Familial hyperphosphatemic tumoral calcinosis/Hyperphosphatemic hyperostosis syndrome (FHTTC/HHO) is a rare genetic disorder characterized by the accumulation of calcium phosphate deposits in the soft tissues of the body. These deposits can cause pain, swelling, and stiffness in the affected areas. The disorder is caused by mutations in the SLC34A3 gene, which is responsible for the production of a protein involved in phosphate transport. Symptoms of FHTTC/HHO can vary from person to person, but may include bone and joint pain, muscle weakness, fatigue, and difficulty walking. Treatment typically involves medications to reduce phosphate levels in the body, as well as physical therapy and lifestyle modifications.

The main symptom of Familial hyperphosphatemic tumoral calcinosis/Hyperphosphatemic hyperostosis syndrome is the presence of multiple, painful, hard, and sometimes mobile lumps of calcium deposits (calcifications) in the soft tissues of the body, such as the skin, muscles, tendons, and ligaments. Other symptoms may include:

-Pain and Stiffness in the joints
-Muscle weakness
-Fatigue
-Weight loss
-Abnormal blood calcium levels
-Abnormal blood phosphorus levels
-High levels of alkaline phosphatase in the blood
-Abnormalities in the bones, such as thickening of the cortex and increased density of the trabeculae
-Enlargement of the long bones
-Abnormalities in the teeth, such as discoloration

The exact cause of Familial hyperphosphatemic tumoral calcinosis/Hyperphosphatemic hyperostosis syndrome is unknown.

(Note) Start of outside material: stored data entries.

// SPDX-License-Identifier: BUSL-1.1
// Copyright (c) 2026 Alfred Jean LLC

//! Thin launcher and database-maintenance binary. Day-to-day job and
//! preset management goes through the HTTP API and the UI; this exists
//! only to start the server process and to perform the handful of
//! maintenance operations that make no sense as HTTP endpoints.

mod commands;

use clap::{Parser, Subcommand};

#[derive(Parser)]
#[command(name = "sg-cli", about = "Launcher and database maintenance for the sample grid service")]
struct Cli {
    #[command(subcommand)]
    command: Command,
}

#[derive(Subcommand)]
enum Command {
    /// Start the server in the foreground.
    Serve {
        /// Path to the SQLite database (overrides SG_DATABASE_PATH).
        #[arg(long)]
        database_path: Option<std::path::PathBuf>,
    },
    /// Apply pending migrations to the database and exit.
    Migrate {
        /// Path to the SQLite database (overrides SG_DATABASE_PATH).
        #[arg(long)]
        database_path: Option<std::path::PathBuf>,
    },
    /// Delete the database file so the next startup recreates it from
    /// scratch. Refuses unless `--yes` is also passed.
    ResetDb {
        #[arg(long)]
        database_path: Option<std::path::PathBuf>,
        #[arg(long)]
        yes: bool,
    },
}

#[tokio::main]
async fn main() -> anyhow::Result<()> {
    tracing_subscriber::fmt()
        .with_env_filter(tracing_subscriber::EnvFilter::new(commands::env::log_level()))
        .init();

    let cli = Cli::parse();
    match cli.command {
        Command::Serve { database_path } => commands::serve::run(database_path).await,
        Command::Migrate { database_path } => commands::migrate::run(database_path).await,
        Command::ResetDb { database_path, yes } => commands::reset_db::run(database_path, yes).await,
    }
}
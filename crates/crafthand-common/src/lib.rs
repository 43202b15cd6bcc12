//! # Crafthand Common
//!
//! Common types, utilities, and shared abstractions for Crafthand.
//!
//! This crate provides foundational types used across all Crafthand crates:
//! - Identifiers and ID types (EntryTypeId, ItemId, CategoryId, etc.)
//! - Version information for schemas
//! - Common error types
//! - Stable hashing helpers
//! - A bounded event bus for countable events
//! - Prelude for convenient imports

#![warn(missing_docs)]
#![warn(clippy::all)]
#![deny(clippy::unwrap_used)]

pub mod error;
pub mod events;
pub mod hash;
pub mod ids;
pub mod version;

/// Prelude module for convenient imports
pub mod prelude {
    pub use crate::error::*;
    pub use crate::events::*;
    pub use crate::hash::*;
    pub use crate::ids::*;
    pub use crate::version::*;
}

pub use prelude::*;
//! Recipe finder.
//!
//! Matches a recipe's ingredient slots against a pool of available stacks.
//! Stacks are interned into small ids for the lifetime of one finder, so
//! the matching itself only deals with integer counts.
//!
//! Each craft takes one unit of one alternative per slot. Filling `n`
//! crafts therefore needs `n` units for every slot, and an id holding `a`
//! units can serve at most `a / n` slots. Finding a plan for `n` crafts is a
//! bipartite assignment of slots to ids under those capacities.
//!
//! Ids are per entry type. A recipe alternative of one type is only ever
//! supplied by pool stacks of that same type.

use ahash::AHashMap;
use crafthand_entry::{EntryIngredient, EntryRegistry, EntryStack};
use tracing::trace;

/// Id of a distinct stack within one [`RecipeFinder`].
#[derive(Debug, Clone, Copy, PartialEq, Eq, Hash, PartialOrd, Ord)]
pub struct InternedId(u32);

impl InternedId {
    /// Returns the position in the finder's tables.
    #[must_use]
    pub const fn index(self) -> usize {
        self.0 as usize
    }
}

/// One ingredient slot of a plan.
#[derive(Debug, Clone, Copy, PartialEq, Eq)]
pub struct PlannedSlot {
    /// Position of the ingredient in the recipe
    pub ingredient_index: usize,
    /// Chosen alternative
    pub item: InternedId,
    /// Units to place (one per craft)
    pub count: u32,
}

/// A consistent assignment of alternatives to every ingredient slot.
#[derive(Debug, Clone, PartialEq, Eq)]
pub struct CraftPlan {
    /// Crafts the plan fills
    pub crafts: u32,
    /// One entry per ingredient, in recipe order
    pub slots: Vec<PlannedSlot>,
}

/// Multiset matcher over an interned pool of stacks.
pub struct RecipeFinder<'r> {
    registry: &'r EntryRegistry,
    stacks: Vec<EntryStack>,
    available: Vec<u64>,
    buckets: AHashMap<u64, Vec<InternedId>>,
}

impl<'r> RecipeFinder<'r> {
    /// Creates an empty finder comparing through `registry`.
    #[must_use]
    pub fn new(registry: &'r EntryRegistry) -> Self {
        Self {
            registry,
            stacks: Vec::new(),
            available: Vec::new(),
            buckets: AHashMap::new(),
        }
    }

    /// Returns the id of `stack`, interning it if unseen. `None` for the
    /// empty stack.
    ///
    /// Interning compares under the exact context, so cosmetically different
    /// stacks never share an id. Stacks of different entry types never share
    /// an id either, even when a bridge makes them compare equal.
    pub fn intern(&mut self, stack: &EntryStack) -> Option<InternedId> {
        if stack.is_empty() {
            return None;
        }
        let hash = self.registry.hash_exact(stack);
        if let Some(ids) = self.buckets.get(&hash) {
            for &id in ids {
                let known = &self.stacks[id.index()];
                if known.same_type(stack) && self.registry.equals_exact(known, stack) {
                    return Some(id);
                }
            }
        }
        let id = InternedId(self.stacks.len() as u32);
        self.stacks.push(stack.normalize());
        self.available.push(0);
        self.buckets.entry(hash).or_default().push(id);
        Some(id)
    }

    /// Adds a stack to the available pool. Empty stacks are ignored.
    pub fn add_stack(&mut self, stack: &EntryStack) {
        let amount = stack.amount();
        if amount == 0 {
            return;
        }
        if let Some(id) = self.intern(stack) {
            self.available[id.index()] = self.available[id.index()].saturating_add(amount);
        }
    }

    /// Adds several stacks to the available pool.
    pub fn add_stacks<'s>(&mut self, stacks: impl IntoIterator<Item = &'s EntryStack>) {
        for stack in stacks {
            self.add_stack(stack);
        }
    }

    /// Returns the representative stack of an id, at its reference quantity.
    #[must_use]
    pub fn stack_for(&self, id: InternedId) -> Option<&EntryStack> {
        self.stacks.get(id.index())
    }

    /// Returns the pooled amount of an id.
    #[must_use]
    pub fn available(&self, id: InternedId) -> u64 {
        self.available.get(id.index()).copied().unwrap_or(0)
    }

    /// Get number of distinct interned stacks.
    #[must_use]
    pub fn len(&self) -> usize {
        self.stacks.len()
    }

    /// Check if nothing was interned yet.
    #[must_use]
    pub fn is_empty(&self) -> bool {
        self.stacks.is_empty()
    }

    /// Finds a plan for as many crafts as possible, up to `limit`.
    pub fn find_recipe(&mut self, ingredients: &[EntryIngredient], limit: u32) -> Option<CraftPlan> {
        let crafts = self.count_crafts(ingredients, limit);
        if crafts == 0 {
            return None;
        }
        self.plan(ingredients, crafts)
    }

    /// Returns the largest craft count up to `limit` the pool can fill.
    ///
    /// A recipe with no ingredients, or with an ingredient that has no
    /// alternatives, can never be filled.
    pub fn count_crafts(&mut self, ingredients: &[EntryIngredient], limit: u32) -> u32 {
        let Some(alternatives) = self.resolve(ingredients) else {
            return 0;
        };
        if limit == 0 || self.assign(&alternatives, 1).is_none() {
            return 0;
        }
        let upper = self.upper_bound(&alternatives).min(limit);
        // Feasibility only shrinks as `n` grows, so the first hit is the maximum.
        let mut crafts = upper;
        while crafts > 1 {
            if self.assign(&alternatives, crafts).is_some() {
                break;
            }
            crafts -= 1;
        }
        trace!("Recipe of {} slots fits {} crafts", ingredients.len(), crafts);
        crafts
    }

    /// Returns a plan for exactly `crafts` crafts, if the pool allows it.
    pub fn plan(&mut self, ingredients: &[EntryIngredient], crafts: u32) -> Option<CraftPlan> {
        if crafts == 0 {
            return None;
        }
        let alternatives = self.resolve(ingredients)?;
        let assignment = self.assign(&alternatives, crafts)?;
        Some(CraftPlan {
            crafts,
            slots: assignment
                .into_iter()
                .enumerate()
                .map(|(ingredient_index, item)| PlannedSlot {
                    ingredient_index,
                    item,
                    count: crafts,
                })
                .collect(),
        })
    }

    /// Interns every alternative, per slot, dropping repeats.
    fn resolve(&mut self, ingredients: &[EntryIngredient]) -> Option<Vec<Vec<InternedId>>> {
        if ingredients.is_empty() {
            return None;
        }
        let mut resolved = Vec::with_capacity(ingredients.len());
        for ingredient in ingredients {
            let mut ids = Vec::with_capacity(ingredient.len());
            for alternative in ingredient {
                if let Some(id) = self.intern(alternative) {
                    if !ids.contains(&id) {
                        ids.push(id);
                    }
                }
            }
            if ids.is_empty() {
                return None;
            }
            resolved.push(ids);
        }
        Some(resolved)
    }

    /// Per-slot best case, ignoring contention between slots.
    fn upper_bound(&self, alternatives: &[Vec<InternedId>]) -> u32 {
        alternatives
            .iter()
            .map(|ids| {
                ids.iter()
                    .map(|&id| {
                        let cap = u64::from(self.max_stack_size(id));
                        self.available(id).min(cap) as u32
                    })
                    .max()
                    .unwrap_or(0)
            })
            .min()
            .unwrap_or(0)
    }

    fn max_stack_size(&self, id: InternedId) -> u32 {
        self.stack_for(id).map_or(0, EntryStack::max_stack_size)
    }

    fn assign(&self, alternatives: &[Vec<InternedId>], crafts: u32) -> Option<Vec<InternedId>> {
        let capacity = (0..self.stacks.len())
            .map(|index| {
                let id = InternedId(index as u32);
                if self.max_stack_size(id) < crafts {
                    0
                } else {
                    self.available[index] / u64::from(crafts)
                }
            })
            .collect();
        Matcher::new(alternatives, capacity).solve()
    }
}

impl std::fmt::Debug for RecipeFinder<'_> {
    fn fmt(&self, f: &mut std::fmt::Formatter<'_>) -> std::fmt::Result {
        f.debug_struct("RecipeFinder")
            .field("stacks", &self.stacks)
            .field("available", &self.available)
            .finish()
    }
}

/// Slot-to-id assignment under per-id capacities.
///
/// Slots are first placed greedily in declaration order on their first
/// alternative with room left. A slot that finds none triggers an
/// augmenting-path search that moves earlier slots to other alternatives.
struct Matcher<'a> {
    alternatives: &'a [Vec<InternedId>],
    capacity: Vec<u64>,
    owners: Vec<Vec<usize>>,
    assignment: Vec<Option<InternedId>>,
}

impl<'a> Matcher<'a> {
    fn new(alternatives: &'a [Vec<InternedId>], capacity: Vec<u64>) -> Self {
        let ids = capacity.len();
        Self {
            alternatives,
            capacity,
            owners: vec![Vec::new(); ids],
            assignment: vec![None; alternatives.len()],
        }
    }

    fn has_room(&self, id: InternedId) -> bool {
        (self.owners[id.index()].len() as u64) < self.capacity[id.index()]
    }

    fn place(&mut self, slot: usize, id: InternedId) {
        self.owners[id.index()].push(slot);
        self.assignment[slot] = Some(id);
    }

    fn solve(mut self) -> Option<Vec<InternedId>> {
        for slot in 0..self.alternatives.len() {
            let first_fit = self.alternatives[slot]
                .iter()
                .copied()
                .find(|&id| self.has_room(id));
            match first_fit {
                Some(id) => self.place(slot, id),
                None => {
                    let mut visited = vec![false; self.capacity.len()];
                    if !self.augment(slot, &mut visited) {
                        return None;
                    }
                },
            }
        }
        self.assignment.into_iter().collect()
    }

    fn augment(&mut self, slot: usize, visited: &mut [bool]) -> bool {
        let alternatives = self.alternatives;
        for &id in &alternatives[slot] {
            if visited[id.index()] {
                continue;
            }
            visited[id.index()] = true;
            if self.has_room(id) {
                self.place(slot, id);
                return true;
            }
            for position in 0..self.owners[id.index()].len() {
                let displaced = self.owners[id.index()][position];
                if self.augment(displaced, visited) {
                    // `displaced` now sits under another id; hand its place here to `slot`.
                    self.owners[id.index()][position] = slot;
                    self.assignment[slot] = Some(id);
                    return true;
                }
            }
        }
        false
    }
}
//! # Crafthand Transfer
//!
//! Moves recipe ingredients from an inventory into a crafting grid.
//!
//! This crate provides:
//! - Recipe finder (how many crafts an inventory can supply, and from which stacks)
//! - Container adapters and slot accessors
//! - The crafting-grid filler and its allocation report
//! - Transfer configuration

#![warn(missing_docs)]
#![warn(clippy::all)]
#![deny(clippy::unwrap_used)]

pub mod accessor;
pub mod adapter;
pub mod config;
pub mod crafter;
pub mod error;
pub mod events;
pub mod finder;

/// Prelude module for convenient imports
pub mod prelude {
    pub use crate::accessor::*;
    pub use crate::adapter::*;
    pub use crate::config::*;
    pub use crate::crafter::*;
    pub use crate::error::*;
    pub use crate::events::*;
    pub use crate::finder::*;
}

pub use prelude::*;
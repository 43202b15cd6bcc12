//! Events raised by the comparison engine.

use crafthand_common::ItemId;
use serde::{Deserialize, Serialize};

/// Countable events from entry comparison.
#[derive(Debug, Clone, PartialEq, Eq, Serialize, Deserialize)]
pub enum EntryEvent {
    /// A per-item comparator failed and was disabled for the rest of the process
    ComparatorDisabled {
        /// Item whose comparator was disabled
        item: ItemId,
        /// Failure description
        reason: String,
    },
}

However, it is believed to be caused by a genetic mutation that affects the regulation of phosphate levels in the body. This mutation is thought to cause an increase in the production of a hormone called fibroblast growth factor 23 (FGF23), which in turn leads to an increase in phosphate levels in the blood. Other possible causes include mutations in the genes that regulate phosphate metabolism, as well as environmental factors such as diet and lifestyle.

Treatment for Familial hyperphosphatemic tumoral calcinosis/Hyperphosphatemic hyperostosis syndrome typically involves a combination of medications, lifestyle changes, and dietary modifications.

Medications:

- Bisphosphonates: These drugs help reduce the amount of calcium and phosphate in the blood, and can help reduce the size of the calcium deposits.

- Calcimimetics: These drugs help reduce the amount of calcium and phosphate in the blood, and can help reduce the size of the calcium deposits.

- Vitamin D: Vitamin D helps the body absorb calcium and can help reduce the size of the calcium deposits.

- Phosphate binders: These drugs help reduce the amount of phosphate in the blood, and can help reduce the size of the calcium deposits.

Lifestyle changes:

1. Autosomal dominant inheritance
2. Mutations in the FGF23 gene
3. Mutations in the GALNT3 gene
4. Mutations in the SLC34A3 gene
5. Mutations in the SLC20A2 gene
6. Mutations in the SLC3A1 gene
7. Mutations in the SLC9A3 gene
8. Mutations in the SLC17A3 gene
9. Mutations in the SLC19A3 gene
10. Mutations in the SLC25A13 gene
11. Mutations in the SLC39A14 gene
12. Mutations in the SLC45A3 gene
13. Mutations in the SLC16A1 gene
14. Mutations in the SLC16A2 gene

At this time, there is no known cure for Familial Hyperphosphatemic Tumoral Calcinosis/Hyperphosphatemic Hyperostosis Syndrome. However, there are medications that can be used to help manage the symptoms. These include phosphate binders, calcimimetics, and bisphosphonates. Additionally, lifestyle modifications such as dietary changes and increased physical activity may help to reduce symptoms.